Coupe du monde. Équipe de France
L’aventure de l’équipe de France à la Coupe du monde aura duré un jour de moins que prévu. Un jour seulement au bout de sept semaines de vie commune, depuis le début de la préparation à Clairefontaine, fin mai, jusqu’aux au-revoir et aux adieux, samedi soir, dans la chaleur moite de Miami. Les Bleus rêvaient de New York, mais c’est en Floride qu’ils ont passé leurs derniers jours ensemble, autour d’une petite finale que pas grand monde ne voulait disputer. Et pourtant, les supporters qui pensaient que ce match serait ennuyant ont eu tord. Ce France - Angleterre s'est terminé sur un spectaculaire 4-6, avec des Bleus menés 4-0 à la mi-temps. Ils s’imaginaient à New York, ce dimanche, à défier l’Argentine dans un remake bouillant de la finale du Mondial 2022.
Mais la dernière semaine de la troupe de Didier Deschamps aux États-Unis n’a pas suivi le scénario envisagé. Il y a neuf jours, le vestiaire tricolore, en pleine allégresse, célèbre la victoire contre le Maroc (2-0) en quarts de finale et une qualification dans le dernier carré pour la troisième fois d’affilée en Coupe du monde.
Quelques anciens internationaux, comme Thierry Henry et André-Pierre Gignac, passent une tête dans le vestiaire pour les féliciter. Le week-end suivant à Boston, dans le camp de base où ils ont pris leurs habitudes, l’intensité des entraînements ne faiblit pas, avec en point de mire la demi-finale contre l’Espagne, adversaire tant redouté.
À Dallas, le rêve brisé
Avant de s’envoler vers Dallas, le groupe fête l’anniversaire de Franck Raviot (53 ans), l’entraîneur des gardiens, un fidèle de Deschamps.

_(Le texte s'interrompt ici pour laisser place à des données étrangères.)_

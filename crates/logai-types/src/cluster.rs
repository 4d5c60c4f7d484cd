use chrono::{DateTime, Utc};
use serde::{Deserialize, Serialize};

use crate::log_event::SourceLocation;

/// Severity tiers in escalation order; `Ord` follows that order.
#[derive(Debug, Clone, Copy, PartialEq, Eq, PartialOrd, Ord, Hash, Serialize, Deserialize)]
#[serde(rename_all = "UPPERCASE")]
pub enum Severity {
    Low,
    Medium,
    High,
    Critical,
}

impl Severity {
    pub fn as_str(self) -> &'static str {
        match self {
            Severity::Low => "LOW",
            Severity::Medium => "MEDIUM",
            Severity::High => "HIGH",
            Severity::Critical => "CRITICAL",
        }
    }

    pub fn from_severity(value: &str) -> Option<Self> {
        match value {
            "LOW" => Some(Severity::Low),
            "MEDIUM" => Some(Severity::Medium),
            "HIGH" => Some(Severity::High),
            "CRITICAL" => Some(Severity::Critical),
            _ => None,
        }
    }
}

#[derive(Debug, Clone, Copy, PartialEq, Eq, Hash, Serialize, Deserialize)]
#[serde(rename_all = "UPPERCASE")]
pub enum ClusterStatus {
    Open,
    Acknowledged,
    Resolved,
    Ignored,
}

impl ClusterStatus {
    pub fn as_str(self) -> &'static str {
        match self {
            ClusterStatus::Open => "OPEN",
            ClusterStatus::Acknowledged => "ACKNOWLEDGED",
            ClusterStatus::Resolved => "RESOLVED",
            ClusterStatus::Ignored => "IGNORED",
        }
    }

    pub fn from_status(value: &str) -> Option<Self> {
        match value.trim().to_ascii_uppercase().as_str() {
            "OPEN" => Some(ClusterStatus::Open),
            "ACKNOWLEDGED" => Some(ClusterStatus::Acknowledged),
            "RESOLVED" => Some(ClusterStatus::Resolved),
            "IGNORED" => Some(ClusterStatus::Ignored),
            _ => None,
        }
    }
}

/// Aggregate of every occurrence sharing one fingerprint within an application.
#[derive(Debug, Clone, PartialEq, Serialize, Deserialize)]
pub struct ErrorCluster {
    pub id: String,
    pub app_id: String,
    pub fingerprint: String,
    pub exception_class: Option<String>,
    pub message_pattern: Option<String>,
    pub primary_file: Option<String>,
    pub primary_class: Option<String>,
    pub primary_method: Option<String>,
    pub primary_line: Option<i64>,
    pub sample_message: Option<String>,
    pub sample_stack_trace: Option<String>,
    pub occurrence_count: i64,
    pub severity: Severity,
    pub status: ClusterStatus,
    pub first_seen: DateTime<Utc>,
    pub last_seen: DateTime<Utc>,
    pub created_at: DateTime<Utc>,
    pub updated_at: DateTime<Utc>,
}

impl ErrorCluster {
    pub fn primary_location(&self) -> SourceLocation {
        SourceLocation {
            file: self.primary_file.clone(),
            class: self.primary_class.clone(),
            method: self.primary_method.clone(),
            line: self.primary_line,
        }
    }
}

/// Descriptive fields derived from the occurrence that produced a fingerprint.
/// Only used when the upsert inserts a new cluster.
#[derive(Debug, Clone, Default, PartialEq, Serialize, Deserialize)]
pub struct ClusterCandidate {
    pub exception_class: Option<String>,
    pub message_pattern: Option<String>,
    pub location: SourceLocation,
    pub sample_message: Option<String>,
    pub sample_stack_trace: Option<String>,
}

/// Result of one cluster upsert.
#[derive(Debug, Clone, PartialEq)]
pub struct UpsertOutcome {
    pub cluster: ErrorCluster,
    pub created: bool,
    pub reopened: bool,
}

#[derive(Debug, Clone, Copy, PartialEq, Eq, Serialize, Deserialize)]
#[serde(rename_all = "snake_case")]
pub enum StatusChangeReason {
    Operator,
    Reopened,
}

impl StatusChangeReason {
    pub fn as_str(self) -> &'static str {
        match self {
            StatusChangeReason::Operator => "operator",
            StatusChangeReason::Reopened => "reopened",
        }
    }

    pub fn from_reason(value: &str) -> Option<Self> {
        match value {
            "operator" => Some(StatusChangeReason::Operator),
            "reopened" => Some(StatusChangeReason::Reopened),
            _ => None,
        }
    }
}

#[derive(Debug, Clone, PartialEq, Serialize, Deserialize)]
pub struct StatusChange {
    pub id: i64,
    pub cluster_id: String,
    pub from_status: ClusterStatus,
    pub to_status: ClusterStatus,
    pub reason: StatusChangeReason,
    pub created_at: DateTime<Utc>,
}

Il est né un 12 juillet, une belle date dans l’histoire du foot français. Dans son discours, écouté religieusement par l’ensemble du groupe, il témoigne son affection pour tous ces joueurs. De ses mots se dégage aussi l’émotion de la fin qui approche.
Dans le Texas, après quatre heures de vol, les Bleus découvrent l’immense attente autour des quatre demi-finalistes de la Coupe du monde. Le dernier entraînement de veille de match, lundi 13 juillet, se déroule sur le campus de la Southern Methodist University (SMU), situé au nord du centre-ville de Dallas. Les journalistes présents se comptent par centaines, des supporters tentent de trouver un entrebâillement dans les bâches qui cachent le terrain pour apercevoir Kylian Mbappé et ses coéquipiers. L’atmosphère est légère. La cheville du capitaine des Bleus, touchée contre le Maroc, laisse planer un léger doute.

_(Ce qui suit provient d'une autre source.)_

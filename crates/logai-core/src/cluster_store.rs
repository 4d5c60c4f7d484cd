//! Cluster Store Adapter: the async face of the cluster table.
//!
//! Counting an occurrence is delegated to [`ClustersDao::upsert`], which bumps
//! `occurrence_count` atomically inside an IMMEDIATE transaction. That is the
//! single place concurrent scans synchronize; nothing here reads a count and
//! writes it back.
//!
//! [`ClustersDao::upsert`]: logai_storage::ClustersDao::upsert

use std::sync::Arc;

use chrono::{DateTime, Utc};
use logai_storage::UpsertPolicy;
use logai_types::{ClusterStatus, ErrorCluster, Severity, StatusChange, TriageError, UpsertOutcome};
use tracing::{debug, info};

use crate::fingerprint::Fingerprint;
use crate::severity::SeverityScorer;
use crate::{Result, SharedDb, status};

/// Scoring and re-open rules evaluated inside the upsert transaction.
struct OccurrencePolicy<'a> {
    scorer: &'a SeverityScorer,
    now: DateTime<Utc>,
}

impl UpsertPolicy for OccurrencePolicy<'_> {
    fn severity(&self, cluster: &ErrorCluster) -> Severity {
        self.scorer.score(cluster, self.now)
    }

    fn status_on_occurrence(&self, current: ClusterStatus) -> Option<ClusterStatus> {
        status::status_after_occurrence(current)
    }
}

#[derive(Clone)]
pub struct ClusterStore {
    db: SharedDb,
    scorer: Arc<SeverityScorer>,
}

impl ClusterStore {
    pub fn new(db: SharedDb, scorer: Arc<SeverityScorer>) -> Self {
        Self { db, scorer }
    }

    pub async fn upsert(
        &self,
        app_id: &str,
        fingerprint: &Fingerprint,
        occurred_at: DateTime<Utc>,
    ) -> Result<UpsertOutcome> {
        let now = Utc::now();
        let policy = OccurrencePolicy {
            scorer: &self.scorer,
            now,
        };
        let outcome = {
            let db = self.db.lock().await;
            db.clusters().upsert(
                app_id,
                &fingerprint.key,
                &fingerprint.candidate,
                occurred_at,
                now,
                &policy,
            )?
        };

        if outcome.created {
            info!(
                "New cluster {} for app {} ({})",
                outcome.cluster.id,
                app_id,
                outcome.cluster.exception_class.as_deref().unwrap_or("unknown")
            );
        } else if outcome.reopened {
            info!(
                "Cluster {} reopened after a new occurrence (count {})",
                outcome.cluster.id, outcome.cluster.occurrence_count
            );
        } else {
            debug!(
                "Cluster {} now at {} occurrences",
                outcome.cluster.id, outcome.cluster.occurrence_count
            );
        }
        Ok(outcome)
    }

    pub async fn get(&self, cluster_id: &str) -> Result<ErrorCluster> {
        let db = self.db.lock().await;
        db.clusters()
            .get(cluster_id)?
            .ok_or_else(|| TriageError::not_found("cluster", cluster_id))
    }

    pub async fn list(&self, app_id: &str) -> Result<Vec<ErrorCluster>> {
        let db = self.db.lock().await;
        if !db.applications().exists(app_id)? {
            return Err(TriageError::not_found("application", app_id));
        }
        Ok(db.clusters().list_by_app(app_id)?)
    }

    /// Operator status change, recorded in the status history.
    pub async fn set_status(&self, cluster_id: &str, to: ClusterStatus) -> Result<ErrorCluster> {
        let db = self.db.lock().await;
        let current = db
            .clusters()
            .get(cluster_id)?
            .ok_or_else(|| TriageError::not_found("cluster", cluster_id))?;
        let Some(next) = status::operator_transition(current.status, to) else {
            return Ok(current);
        };
        let (cluster, _) = db.clusters().set_status(cluster_id, next, Utc::now())?;
        info!(
            "Cluster {} moved {} -> {} by operator",
            cluster_id,
            current.status.as_str(),
            next.as_str()
        );
        Ok(cluster)
    }

    pub async fn status_history(&self, cluster_id: &str) -> Result<Vec<StatusChange>> {
        let db = self.db.lock().await;
        if db.clusters().get(cluster_id)?.is_none() {
            return Err(TriageError::not_found("cluster", cluster_id));
        }
        Ok(db.clusters().status_history(cluster_id)?)
    }
}

#[cfg(test)]
mod tests {
    use super::*;
    use crate::config::SeverityConfig;
    use logai_storage::Database;
    use logai_test_utils::TestDb;
    use logai_types::ClusterCandidate;
    use tokio::sync::Mutex;

    fn fingerprint(key: &str, class: &str) -> Fingerprint {
        Fingerprint {
            key: key.to_string(),
            candidate: ClusterCandidate {
                exception_class: Some(class.to_string()),
                ..Default::default()
            },
        }
    }

    fn scorer() -> Arc<SeverityScorer> {
        Arc::new(SeverityScorer::new(SeverityConfig::default()))
    }

    async fn setup(test_db: &TestDb) -> (ClusterStore, String) {
        let db = Database::from_connection(test_db.open()).unwrap();
        let app = db.applications().create("svc", None, Utc::now()).unwrap();
        let store = ClusterStore::new(Arc::new(Mutex::new(db)), scorer());
        (store, app.id)
    }

    #[tokio::test]
    async fn concurrent_upserts_lose_no_updates() {
        let test_db = TestDb::new();
        let (store, app) = setup(&test_db).await;
        // A second store on its own connection competes for the same row.
        let other = ClusterStore::new(
            Arc::new(Mutex::new(Database::from_connection(test_db.open()).unwrap())),
            scorer(),
        );

        let mut handles = Vec::new();
        for i in 0..50 {
            let store = if i % 2 == 0 { store.clone() } else { other.clone() };
            let app = app.clone();
            handles.push(tokio::spawn(async move {
                store
                    .upsert(&app, &fingerprint("fp", "java.lang.IllegalStateException"), Utc::now())
                    .await
                    .unwrap()
            }));
        }
        let mut created = 0;
        for handle in handles {
            if handle.await.unwrap().created {
                created += 1;
            }
        }
        assert_eq!(created, 1);
        let clusters = store.list(&app).await.unwrap();
        assert_eq!(clusters.len(), 1);
        assert_eq!(clusters[0].occurrence_count, 50);
        assert_eq!(clusters[0].severity, Severity::High);
    }

    #[tokio::test]
    async fn reopen_rule_on_upsert_path() {
        let test_db = TestDb::new();
        let (store, app) = setup(&test_db).await;
        let resolved = store
            .upsert(&app, &fingerprint("r", "E"), Utc::now())
            .await
            .unwrap()
            .cluster;
        let ignored = store
            .upsert(&app, &fingerprint("i", "E"), Utc::now())
            .await
            .unwrap()
            .cluster;
        store.set_status(&resolved.id, ClusterStatus::Resolved).await.unwrap();
        store.set_status(&ignored.id, ClusterStatus::Ignored).await.unwrap();

        let again = store.upsert(&app, &fingerprint("r", "E"), Utc::now()).await.unwrap();
        assert!(again.reopened);
        assert_eq!(again.cluster.status, ClusterStatus::Open);

        let still = store.upsert(&app, &fingerprint("i", "E"), Utc::now()).await.unwrap();
        assert!(!still.reopened);
        assert_eq!(still.cluster.status, ClusterStatus::Ignored);
        assert_eq!(still.cluster.occurrence_count, 2);

        let history = store.status_history(&resolved.id).await.unwrap();
        assert_eq!(history.len(), 2);
    }

    #[tokio::test]
    async fn unknown_ids_are_not_found() {
        let test_db = TestDb::new();
        let (store, _) = setup(&test_db).await;
        assert!(matches!(
            store.get("missing").await,
            Err(TriageError::NotFound { .. })
        ));
        assert!(matches!(
            store.set_status("missing", ClusterStatus::Resolved).await,
            Err(TriageError::NotFound { .. })
        ));
        assert!(matches!(
            store.list("no-app").await,
            Err(TriageError::NotFound { .. })
        ));
    }
}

La France aborde, mardi 14 juillet, le rendez-vous qui fait basculer les destins. Cette fois-ci du mauvais côté. L’Espagne était plus forte. Dans le vestiaire, après le match, les joueurs sont « au fond du trou ». Le rêve de finale s’est envolé.
Le lendemain, à Bentley, l’université de Boston où ils se sont entraînés depuis six semaines, c’est déjà l’heure des premiers adieux. Didier Deschamps offre des maillots de l’équipe de France au personnel qui les a accueillis. À l’hôtel Four Seasons, dans le centre-ville, les joueurs, le staff et le personnel de l’établissement posent tous ensemble. Des adieux encore. Quelques sourires apparaissent sur les visages mais le cœur n’y est plus.
Au-revoir Boston, « welcome to Miami »
Jeudi 16 juillet, les éclats de rire dans les couloirs de l’hôtel et dans les chambres ne sont plus que des souvenirs. Les joueurs ont fait leur valise, le staff a plié le matériel. Dans l’avion qui transporte la délégation tricolore vers Miami, où se déroule la petite finale contre l’Angleterre, Rayan Cherki promet de « revenir plus fort » et de « réunir tout le monde derrière le coq ». La fraîcheur du joueur de Manchester City a traversé l’ensemble de la compétition.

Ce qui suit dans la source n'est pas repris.